Well i got back from my road trip on friday and i must say i had such a great time! And my girls are SO good on the road- 1300 miles in the car and no crying or complaining! Of course, i try to make it fun, with lots of stops and this road bingo game i made for emma, with prizes and everything. We spent two days at the Great Wolf lodge in traverse city, michigan, wich was AWESOME! It had an indoor waterpark and a "cave" in our room the first night and a "cabin" the ssecond night (we switched rooms). And Emma played this game called Magic Quest. You buy a wand, which you get to keep, and the game is played all throughout the hotel. The wand activates different items, like portraits and treasure chests, that you have to find, and you go on different quests. Its kind of like being in a video game. Even some of the taxidermied animals in the lodge would sayy things if you pointed the wand at them! Emma had a blast!
I did pretty good with the eating disorder on the trip. I dont have a scale, but i am pretty sure i have gained all that weight i was talking about, and then some. I only purged once, despite all the eating out and fast food we ate on the trip. Ironically, my purge was a weight watcher's frozen dinner i microwaved in our hotel room. There is no figuring out this illness sometimes.

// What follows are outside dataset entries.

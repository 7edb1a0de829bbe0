//! Baseline statistics and anomaly scoring
//!
//! ```text
//! DailyAggregate history ─→ BaselineBuilder (RollingWindow) ─→ BaselineEntry
//!                                                                  ↓
//! DailyAggregate (date) ───────────────→ AnomalyScorer (z > threshold) ─→ AnomalyEntry
//! ```
//!
//! Both stages are pure; persistence happens in the pipeline engine.

pub mod baseline;
pub mod scorer;
pub mod window;

pub use baseline::{build_baseline, BaselineBuilder, BaselineWindow};
pub use scorer::{detect_anomalies, sort_by_z_desc, z_score, AnomalyScorer};
pub use window::RollingWindow;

I'm having alot of second thoughts about this whole "healthy weight" thing. I just feel so freaking uncomfortable! And fat! And what's worse, i feel so ORDINARY! Like there is nothing special about me. It's too bad that my world has shrunk to such a small place that the only way i can feel special or accomplished is to lose weight and become extremely thin, but there it is. It seems so empty and meaningless, yet life seems meaningless without it. I guess if i had gone to college or had a career or whatever i would have something to fall back on, but i have spent my whole adult life, and a good part of my teens, doing THIS! It has been my occupation, so to speak. I have always measured my success, my standing in the world, by my weight. I dont know how to view myself another way.
This is all kind of deppressing to me. I worry that i will die from my illness, or live a "sick" life. And be a bad role model for my girls, and have to watch my choices repeat myself in them. That sounds like the worst kind of torture. I am at a loss to know how to change myself, but i kknow that i have to, somehow.